Thursday, June 21, 2012

Ye Olde College Inn: Is It Worth It?

Most of the places in this series are serving the same style and quality of food they have served since forever, be it roast beef po-boys or blackened fish. Times and tastes change. The average American has a higher food IQ in 2012, than in 1970. A restaurant opening today is required to not only have a board of house made charcuterie but also s forager and in-house pickler. How then can a restaurant stay both classic and current?

A good example of how to accomplish both can be found at Ye Olde College Inn. Part of their success is due to their proximity and relations with Rock and Bowl, which provide a steady stream of visitors with disposable income to both properties. Whereas some restaurants might take this to mail it in, Ye Olde College Inn has ratcheted up its food offerings in recent years. Credit for that belongs to the Blancher family who have turned surrounding properties into farms and to Chef Bradley McGehee, who arrived over a year ago.

The premises are dominated by dark woods and exposed beams. The religious icons scattered about may be a little strange to those of you not schooled by the Archdiocese.It seems sharing a block with the Archbishop creates the same design aesthetic as a sports bar near the Dome being filled with Saints memorabilia. Start your meal with an Old Fashioned, possibly the best in the city and served in a large, heavy glass and just enough ice to cool it down without drowning out the flavors.

Follow that up with a bowl of rustic seafood gumbo which relies on a fragrant seafood stock to carry forth plump shrimp. Whereas the greatness of Louisiana shrimp were on full display in the gumbo, they hide, to their detriment, behind an overly assertive remoulade and thin discs of fried green tomatoes. Two pucks of boudin encased in a crispy shell, gilded with pepper jelly vinaigrette and a red pepper sauce, get a welcome dose of saucy richness from the running yolk of a poached egg. Breakfast dressed up for supper.

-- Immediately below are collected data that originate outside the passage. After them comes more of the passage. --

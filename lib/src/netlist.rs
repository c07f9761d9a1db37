//! The long-lived netlist model: cells, nets, and their bidirectional adjacency.
//!
//! Cells and nets are created once, while the [`NetlistBuilder`] consumes a stream of net
//! records (an external parser drives it); the resulting [`Netlist`] then outlives every pass
//! the [`Partitioner`](crate::partitioner::Partitioner) runs over it.

use std::collections::{HashMap, HashSet};
use std::fmt;

use itertools::Itertools;

use crate::ids::{CellId, CellVec, NetId, NetVec, NodeIdx, Part};

/// A unit-size vertex of the hypergraph.
#[derive(Debug, Clone)]
pub struct Cell {
    pub(crate) name: String,
    pub(crate) part: Part,
    pub(crate) gain: i32,
    pub(crate) locked: bool,
    pub(crate) nets: Vec<NetId>,
    /// This cell's node in the gain-bucket lists, threaded in place (see [`crate::buckets`]).
    pub(crate) prev: Option<NodeIdx>,
    pub(crate) next: Option<NodeIdx>,
}

impl Cell {
    pub fn name(&self) -> &str {
        &self.name
    }

    pub fn part(&self) -> Part {
        self.part
    }

    pub fn gain(&self) -> i32 {
        self.gain
    }

    pub fn is_locked(&self) -> bool {
        self.locked
    }

    /// The nets this cell is a pin of; its pin count is `nets().len()`.
    pub fn nets(&self) -> &[NetId] {
        &self.nets
    }
}

/// A hyperedge connecting two or more cells.
#[derive(Debug, Clone)]
pub struct Net {
    pub(crate) name: String,
    pub(crate) cells: Vec<CellId>,
    pub(crate) part_count: [u32; 2],
}

impl Net {
    pub fn name(&self) -> &str {
        &self.name
    }

    pub fn cells(&self) -> &[CellId] {
        &self.cells
    }

    pub fn part_count(&self, part: Part) -> u32 {
        self.part_count[part.index()]
    }

    /// A net contributes to the cut size iff both part counts are positive.
    pub fn is_cut(&self) -> bool {
        self.part_count[0] > 0 && self.part_count[1] > 0
    }
}

/// Errors that can arise while a [`NetlistBuilder`] assembles a netlist. Parsing-level concerns
/// (malformed tokens, unterminated records) belong to the external parser driving the builder;
/// these variants cover the invariants the netlist model itself must uphold.
#[derive(Debug, Clone, PartialEq, Eq)]
pub enum BuildError {
    /// A `NET` record had no distinct cells after deduplication.
    EmptyNet { net_name: String },
    /// Two `NET` records used the same name.
    DuplicateNetName(String),
}

impl fmt::Display for BuildError {
    fn fmt(&self, f: &mut fmt::Formatter<'_>) -> fmt::Result {
        match self {
            BuildError::EmptyNet { net_name } => write!(f, "net {net_name:?} has no cells"),
            BuildError::DuplicateNetName(name) => write!(f, "duplicate net name {name:?}"),
        }
    }
}

impl std::error::Error for BuildError {}

/// The partitioner's core data structure: cells, nets, and the running per-part cell counts.
///
/// A `Netlist` is built once (via [`NetlistBuilder`]) and then repeatedly refined in place by
/// [`Partitioner::run`](crate::partitioner::Partitioner::run); it never shrinks or grows after
/// construction.
#[derive(Debug, Clone)]
pub struct Netlist {
    pub(crate) cells: CellVec<Cell>,
    pub(crate) nets: NetVec<Net>,
    pub(crate) part_size: [u32; 2],
}

impl Netlist {
    pub fn cell_num(&self) -> usize {
        self.cells.len()
    }

    pub fn net_num(&self) -> usize {
        self.nets.len()
    }

    pub fn part_size(&self, part: Part) -> u32 {
        self.part_size[part.index()]
    }

    pub fn cell(&self, id: CellId) -> &Cell {
        &self.cells[id]
    }

    pub fn net(&self, id: NetId) -> &Net {
        &self.nets[id]
    }

    pub fn cells(&self) -> impl Iterator<Item = (CellId, &Cell)> {
        self.cells.iter_enumerated()
    }

    pub fn nets(&self) -> impl Iterator<Item = (NetId, &Net)> {
        self.nets.iter_enumerated()
    }

    /// Recomputes the cut size from scratch by scanning every net. Used to seed the driver's
    /// running cut size before the first pass, and in tests to check it against the
    /// incrementally tracked value.
    pub fn recompute_cut_size(&self) -> usize {
        self.nets.iter().filter(|n| n.is_cut()).count()
    }
}

/// Incrementally assembles a [`Netlist`] from a stream of `(net name, cell names)` records.
///
/// Cell ids are assigned densely in first-seen order. New cells introduced by the `k`-th net
/// (0-indexed) are seeded into `Part::from_net_index(k)`, so that a net's first-seen cells tend
/// to land in the same part — this is what gives the canonical seed a smaller initial cut size
/// than a random assignment would.
#[derive(Debug, Default)]
pub struct NetlistBuilder {
    cell_ids: HashMap<String, CellId>,
    net_names: HashSet<String>,
    cells: CellVec<Cell>,
    nets: NetVec<Net>,
    part_size: [u32; 2],
}

impl NetlistBuilder {
    pub fn new() -> Self {
        Self::default()
    }

    /// Adds one `NET` record. `cell_names` need not be pre-deduplicated by the caller: this
    /// builder deduplicates per-net using a set scoped to this call, so both consecutive and
    /// non-consecutive repeats of the same cell name collapse to a single pin, keeping
    /// `net.part_count(A) + net.part_count(B)` equal to the number of distinct cells on the net.
    pub fn add_net<S>(&mut self, net_name: S, cell_names: &[S]) -> Result<NetId, BuildError>
    where
        S: AsRef<str>,
    {
        let net_name = net_name.as_ref().to_owned();
        if !self.net_names.insert(net_name.clone()) {
            return Err(BuildError::DuplicateNetName(net_name));
        }

        let net_idx = self.nets.len();
        let initial_part = Part::from_net_index(net_idx);

        let mut part_count = [0u32; 2];
        let distinct_cells: Vec<CellId> = cell_names
            .iter()
            .map(AsRef::as_ref)
            .unique()
            .map(|name| {
                let cell_id = self.cell_id(name, initial_part);
                part_count[self.cells[cell_id].part.index()] += 1;
                cell_id
            })
            .collect();

        if distinct_cells.is_empty() {
            self.net_names.remove(&net_name);
            return Err(BuildError::EmptyNet { net_name });
        }

        let net_id = self.nets.push(Net {
            name: net_name,
            cells: distinct_cells.clone(),
            part_count,
        });
        for cell_id in distinct_cells {
            self.cells[cell_id].nets.push(net_id);
        }
        Ok(net_id)
    }

    /// Returns the id for `name`, allocating a new cell (seeded into `initial_part`) if this is
    /// the first time `name` has been seen.
    fn cell_id(&mut self, name: &str, initial_part: Part) -> CellId {
        if let Some(&id) = self.cell_ids.get(name) {
            return id;
        }
        let id = self.cells.push(Cell {
            name: name.to_owned(),
            part: initial_part,
            gain: 0,
            locked: false,
            nets: Vec::new(),
            prev: None,
            next: None,
        });
        self.cell_ids.insert(name.to_owned(), id);
        self.part_size[initial_part.index()] += 1;
        id
    }

    /// Finishes construction, producing the [`Netlist`] the partitioner will refine.
    pub fn finish(self) -> Netlist {
        Netlist {
            cells: self.cells,
            nets: self.nets,
            part_size: self.part_size,
        }
    }
}

#[cfg(test)]
mod tests {
    use super::*;

    #[test]
    fn dense_ids_and_adjacency() {
        let mut b = NetlistBuilder::new();
        b.add_net("n1", &["c1", "c2"]).unwrap();
        b.add_net("n2", &["c2", "c3"]).unwrap();
        let netlist = b.finish();

        assert_eq!(netlist.cell_num(), 3);
        assert_eq!(netlist.net_num(), 2);
        assert_eq!(netlist.cell(CellId::new(0)).name(), "c1");
        assert_eq!(netlist.cell(CellId::new(1)).name(), "c2");
        assert_eq!(netlist.cell(CellId::new(2)).name(), "c3");
        // c2 is a pin on both nets
        assert_eq!(netlist.cell(CellId::new(1)).nets().len(), 2);
    }

    #[test]
    fn alternating_seed() {
        let mut b = NetlistBuilder::new();
        b.add_net("a", &["x1", "x2"]).unwrap(); // net 0 -> Part::A
        b.add_net("b", &["x3"]).unwrap(); // net 1 -> Part::B
        let netlist = b.finish();

        assert_eq!(netlist.cell(CellId::new(0)).part(), Part::A);
        assert_eq!(netlist.cell(CellId::new(1)).part(), Part::A);
        assert_eq!(netlist.cell(CellId::new(2)).part(), Part::B);
    }

    #[test]
    fn duplicate_cell_in_one_net_counts_once() {
        let mut b = NetlistBuilder::new();
        b.add_net("n1", &["a", "a", "b", "a"]).unwrap();
        let netlist = b.finish();

        assert_eq!(netlist.cell_num(), 2);
        let net = netlist.net(NetId::new(0));
        assert_eq!(net.cells().len(), 2);
        assert_eq!(net.part_count(Part::A) + net.part_count(Part::B), 2);
    }

    #[test]
    fn empty_net_is_rejected() {
        let mut b = NetlistBuilder::new();
        let empty: [&str; 0] = [];
        let err = b.add_net("n1", &empty).unwrap_err();
        assert_eq!(
            err,
            BuildError::EmptyNet {
                net_name: "n1".to_owned()
            }
        );
    }

    #[test]
    fn duplicate_net_name_is_rejected() {
        let mut b = NetlistBuilder::new();
        b.add_net("n1", &["a"]).unwrap();
        let err = b.add_net("n1", &["b"]).unwrap_err();
        assert_eq!(err, BuildError::DuplicateNetName("n1".to_owned()));
    }

    #[test]
    fn recompute_cut_size_matches_trivial_example() {
        // Two identical nets over the same two cells, both land in part A.
        let mut b = NetlistBuilder::new();
        b.add_net("n1", &["c1", "c2"]).unwrap();
        b.add_net("n2", &["c1", "c2"]).unwrap();
        let netlist = b.finish();
        assert_eq!(netlist.recompute_cut_size(), 0);
    }
}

The benefits of having your own farm showed up on the next course. A medley of corn, sweeter than a sleeping infant, peas, and cherry tomatoes was a delicious way to eat your vegetables. The whipped potatoes were smooth and luxurious. Of the two gravies, the classic was a much better flavor with the mushroom demi glace giving off a burned taste. The hamburger steak itself was a shade dense and chewy, a risk with ground grass-fed beef, outweighed by its deep, mineral taste.

Dessert was a chocolate peanut butter pie which we devoured in less than two minutes. Had Peter been dining with us, we would have had to order a second one. Chocolate and peanut butter silk pie is an absolute dinosaur of a dish and has been around since the ancient times of the Seventies (if not the Prehistoric era of the Sixties). Yet it is a classic for a reason because it is the world's best pie.

The foods on offer at Ye Olde College Inn should be familiar to anyone who has spent time in the hallowed halls of the Law Firm of Mandina, Liuzza, et al. But the raw ingredients are better, the cooking more careful, and the products well sourced. Ye Olde College Inn also does the little things better than other spots in its genre. For example, right when you are ready to ask for a second beer the waitress is ready to take your order or she may convince you to order dessert without upselling you. All of this melds into a classic restaurant which is no longer a dinosaur, but has evolved into a vibrant well run "modern" restaurant without sacrificing its soul.

If you are looking for a classic New Orleans neighborhood spot, I don't think you can do much better than Ye Olde College Inn.

Ye Olde College Inn: Is It Worth It? Absolutely.
3000 South Carrollton Ave.
Tues. - Sat. 4-11 pm


Jeff Abbott said...

Law firm of Mandina, Liuzza . . .I love it. I feel whenever I come to NOLA I need a printout of all your reviews. Thank you for this one.

Anonymous said...

This idea that house-made is better is misguided. Leave the sausage, bacon, salami, etc. to an outfit that specializes in it. It's not like cured meat doesn't travel well.

Anonymous said...

the problem w/ outfits that specialize in it is many meat companies use nitrites and nitrates for additional shelf-life. a chef in-house is less likely to do so.